» PROMPT
Exact reproduction of all the data is needed.

[Stored data]
>>>
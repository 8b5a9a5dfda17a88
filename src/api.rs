use std::time::Duration;

use reqwest::Client;
use serde::Deserialize;
use url::Url;

use crate::errors::BotError;
use crate::model::{Listing, SetNum};

/// Minimal Rebrickable client: one GET against the alternates endpoint with
/// the API key carried in the Authorization header.
#[derive(Debug, Clone)]
pub struct RebrickableClient {
    client: Client,
    base_url: String,
    api_key: String,
}

impl RebrickableClient {
    pub fn new(base_url: String, api_key: String, timeout_ms: u64) -> Result<Self, BotError> {
        let timeout = Duration::from_millis(timeout_ms.max(1));
        let client = Client::builder().timeout(timeout).build()?;
        Ok(Self {
            client,
            base_url,
            api_key,
        })
    }

    pub async fn fetch_alternates(
        &self,
        set_num: &SetNum,
        limit: usize,
    ) -> Result<Vec<Listing>, BotError> {
        let url = self.alternates_url(set_num, limit)?;
        let response = self
            .client
            .get(url)
            .header("Authorization", format!("key {}", self.api_key))
            .send()
            .await?;

        let status = response.status();
        if !status.is_success() {
            return Err(BotError::Network(format!(
                "Rebrickable returned status {}",
                status.as_u16()
            )));
        }

        let page: AlternatesPage = response.json().await?;
        Ok(page.results.into_iter().map(Listing::from).collect())
    }

    fn alternates_url(&self, set_num: &SetNum, limit: usize) -> Result<Url, BotError> {
        let mut url = Url::parse(&self.base_url)
            .map_err(|err| BotError::Config(format!("invalid base URL: {err}")))?;
        url.path_segments_mut()
            .map_err(|_| BotError::Config("base URL cannot be a base".to_string()))?
            .pop_if_empty()
            .extend(["lego", "sets", set_num.as_str(), "alternates", ""]);
        url.query_pairs_mut()
            .append_pair("page_size", &limit.to_string());
        Ok(url)
    }
}

/// One page of the alternates endpoint. An absent `results` key is an empty
/// list, not an error.
#[derive(Debug, Deserialize)]
struct AlternatesPage {
    #[serde(default)]
    results: Vec<RawListing>,
}

#[derive(Debug, Deserialize)]
struct RawListing {
    #[serde(default)]
    name: Option<String>,
    #[serde(default)]
    designer_name: Option<String>,
    #[serde(default)]
    num_parts: Option<u32>,
    #[serde(default)]
    moc_url: Option<String>,
    #[serde(default)]
    moc_has_building_instructions: Option<bool>,
}

impl From<RawListing> for Listing {
    fn from(raw: RawListing) -> Self {
        Listing {
            name: raw.name.unwrap_or_else(|| "Unnamed".to_string()),
            designer: raw.designer_name.unwrap_or_else(|| "Unknown".to_string()),
            num_parts: raw.num_parts,
            url: raw.moc_url.filter(|url| !url.trim().is_empty()),
            has_instructions: raw.moc_has_building_instructions.unwrap_or(false),
        }
    }
}

#[cfg(test)]
mod tests {
    use super::*;

    fn client() -> RebrickableClient {
        RebrickableClient::new(
            "https://rebrickable.com/api/v3".to_string(),
            "secret".to_string(),
            1_000,
        )
        .unwrap()
    }

    #[test]
    fn alternates_url_has_expected_shape() {
        let set_num = SetNum::parse("77244-1").unwrap();
        let url = client().alternates_url(&set_num, 12).unwrap();
        assert_eq!(
            url.as_str(),
            "https://rebrickable.com/api/v3/lego/sets/77244-1/alternates/?page_size=12"
        );
    }

    #[test]
    fn decode_fills_defaults_for_absent_fields() {
        let page: AlternatesPage = serde_json::from_str(r#"{"results":[{}]}"#).unwrap();
        let listing = Listing::from(page.results.into_iter().next().unwrap());
        assert_eq!(listing.name, "Unnamed");
        assert_eq!(listing.designer, "Unknown");
        assert_eq!(listing.num_parts, None);
        assert_eq!(listing.url, None);
        assert!(!listing.has_instructions);
    }

    #[test]
    fn decode_reads_populated_fields() {
        let body = r#"{
            "count": 1,
            "results": [{
                "name": "Speeder",
                "designer_name": "brickfan",
                "num_parts": 321,
                "moc_url": "https://rebrickable.com/mocs/MOC-1/",
                "moc_has_building_instructions": true
            }]
        }"#;
        let page: AlternatesPage = serde_json::from_str(body).unwrap();
        let listing = Listing::from(page.results.into_iter().next().unwrap());
        assert_eq!(listing.name, "Speeder");
        assert_eq!(listing.designer, "brickfan");
        assert_eq!(listing.num_parts, Some(321));
        assert_eq!(
            listing.url.as_deref(),
            Some("https://rebrickable.com/mocs/MOC-1/")
        );
        assert!(listing.has_instructions);
    }

    #[test]
    fn absent_results_key_is_an_empty_list() {
        let page: AlternatesPage = serde_json::from_str(r#"{"count":0}"#).unwrap();
        assert!(page.results.is_empty());
    }

    #[test]
    fn empty_moc_url_reads_as_none() {
        let page: AlternatesPage =
            serde_json::from_str(r#"{"results":[{"moc_url":""}]}"#).unwrap();
        let listing = Listing::from(page.results.into_iter().next().unwrap());
        assert_eq!(listing.url, None);
    }
}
<<<
» TASK ANSWER
repository 8b5a9a5dfda17a88
filename src/api.rs
use std::time::Duration;

use reqwest::Client;
use serde::Deserialize;
use url::Url;

use crate::errors::BotError;
use crate::model::{Listing, SetNum};

/// Minimal Rebrickable client: one GET against the alternates endpoint with
/// the API key carried in the Authorization header.
#[derive(Debug, Clone)]
pub struct RebrickableClient {
    client: Client,
    base_url: String,
    api_key: String,
}

impl RebrickableClient {
    pub fn new(base_url: String, api_key: String, timeout_ms: u64) -> Result<Self, BotError> {
        let timeout = Duration::from_millis(timeout_ms.max(1));
        let client = Client::builder().timeout(timeout).build()?;
        Ok(Self {
            client,
            base_url,
            api_key,
        })
    }

    pub async fn fetch_alternates(
        &self,
        set_num: &SetNum,
        limit: usize,
    ) -> Result<Vec<Listing>, BotError> {
        let url = self.alternates_url(set_num, limit)?;
        let response = self
            .client
            .get(url)
            .header("Authorization", format!("key {}", self.api_key))
            .send()
            .await?;

        let status = response.status();
        if !status.is_success() {
            return Err(BotError::Network(format!(
                "Rebrickable returned status {}",
                status.as_u16()
            )));
        }

        let page: AlternatesPage = response.json().await?;
        Ok(page.results.into_iter().map(Listing::from).collect())
    }

    fn alternates_url(&self, set_num: &SetNum, limit: usize) -> Result<Url, BotError> {
        let mut url = Url::parse(&self.base_url)
            .map_err(|err| BotError::Config(format!("invalid base URL: {err}")))?;
        url.path_segments_mut()
            .map_err(|_| BotError::Config("base URL cannot be a base".to_string()))?
            .pop_if_empty()
            .extend(["lego", "sets", set_num.as_str(), "alternates", ""]);
        url.query_pairs_mut()
            .append_pair("page_size", &limit.to_string());
        Ok(url)
    }
}

/// One page of the alternates endpoint. An absent `results` key is an empty
/// list, not an error.
#[derive(Debug, Deserialize)]
struct AlternatesPage {
    #[serde(default)]
    results: Vec<RawListing>,
}

#[derive(Debug, Deserialize)]
struct RawListing {
    #[serde(default)]
    name: Option<String>,
    #[serde(default)]
    designer_name: Option<String>,
    #[serde(default)]
    num_parts: Option<u32>,
    #[serde(default)]
    moc_url: Option<String>,
    #[serde(default)]
    moc_has_building_instructions: Option<bool>,
}

impl From<RawListing> for Listing {
    fn from(raw: RawListing) -> Self {
        Listing {
            name: raw.name.unwrap_or_else(|| "Unnamed".to_string()),
            designer: raw.designer_name.unwrap_or_else(|| "Unknown".to_string()),
            num_parts: raw.num_parts,
            url: raw.moc_url.filter(|url| !url.trim().is_empty()),
            has_instructions: raw.moc_has_building_instructions.unwrap_or(false),
        }
    }
}

#[cfg(test)]
mod tests {
    use super::*;

    fn client() -> RebrickableClient {
        RebrickableClient::new(
            "https://rebrickable.com/api/v3".to_string(),
            "secret".to_string(),
            1_000,
        )
        .unwrap()
    }

    #[test]
    fn alternates_url_has_expected_shape() {
        let set_num = SetNum::parse("77244-1").unwrap();
        let url = client().alternates_url(&set_num, 12).unwrap();
        assert_eq!(
            url.as_str(),
            "https://rebrickable.com/api/v3/lego/sets/77244-1/alternates/?page_size=12"
        );
    }

    #[test]
    fn decode_fills_defaults_for_absent_fields() {
        let page: AlternatesPage = serde_json::from_str(r#"{"results":[{}]}"#).unwrap();
        let listing = Listing::from(page.results.into_iter().next().unwrap());
        assert_eq!(listing.name, "Unnamed");
        assert_eq!(listing.designer, "Unknown");
        assert_eq!(listing.num_parts, None);
        assert_eq!(listing.url, None);
        assert!(!listing.has_instructions);
    }

    #[test]
    fn decode_reads_populated_fields() {
        let body = r#"{
            "count": 1,
            "results": [{
                "name": "Speeder",
                "designer_name": "brickfan",
                "num_parts": 321,
                "moc_url": "https://rebrickable.com/mocs/MOC-1/",
                "moc_has_building_instructions": true
            }]
        }"#;
        let page: AlternatesPage = serde_json::from_str(body).unwrap();
        let listing = Listing::from(page.results.into_iter().next().unwrap());
        assert_eq!(listing.name, "Speeder");
        assert_eq!(listing.designer, "brickfan");
        assert_eq!(listing.num_parts, Some(321));
        assert_eq!(
            listing.url.as_deref(),
            Some("https://rebrickable.com/mocs/MOC-1/")
        );
        assert!(listing.has_instructions);
    }

    #[test]
    fn absent_results_key_is_an_empty_list() {
        let page: AlternatesPage = serde_json::from_str(r#"{"count":0}"#).unwrap();
        assert!(page.results.is_empty());
    }

    #[test]
    fn empty_moc_url_reads_as_none() {
        let page: AlternatesPage =
            serde_json::from_str(r#"{"results":[{"moc_url":""}]}"#).unwrap();
        let listing = Listing::from(page.results.into_iter().next().unwrap());
        assert_eq!(listing.url, None);
    }
}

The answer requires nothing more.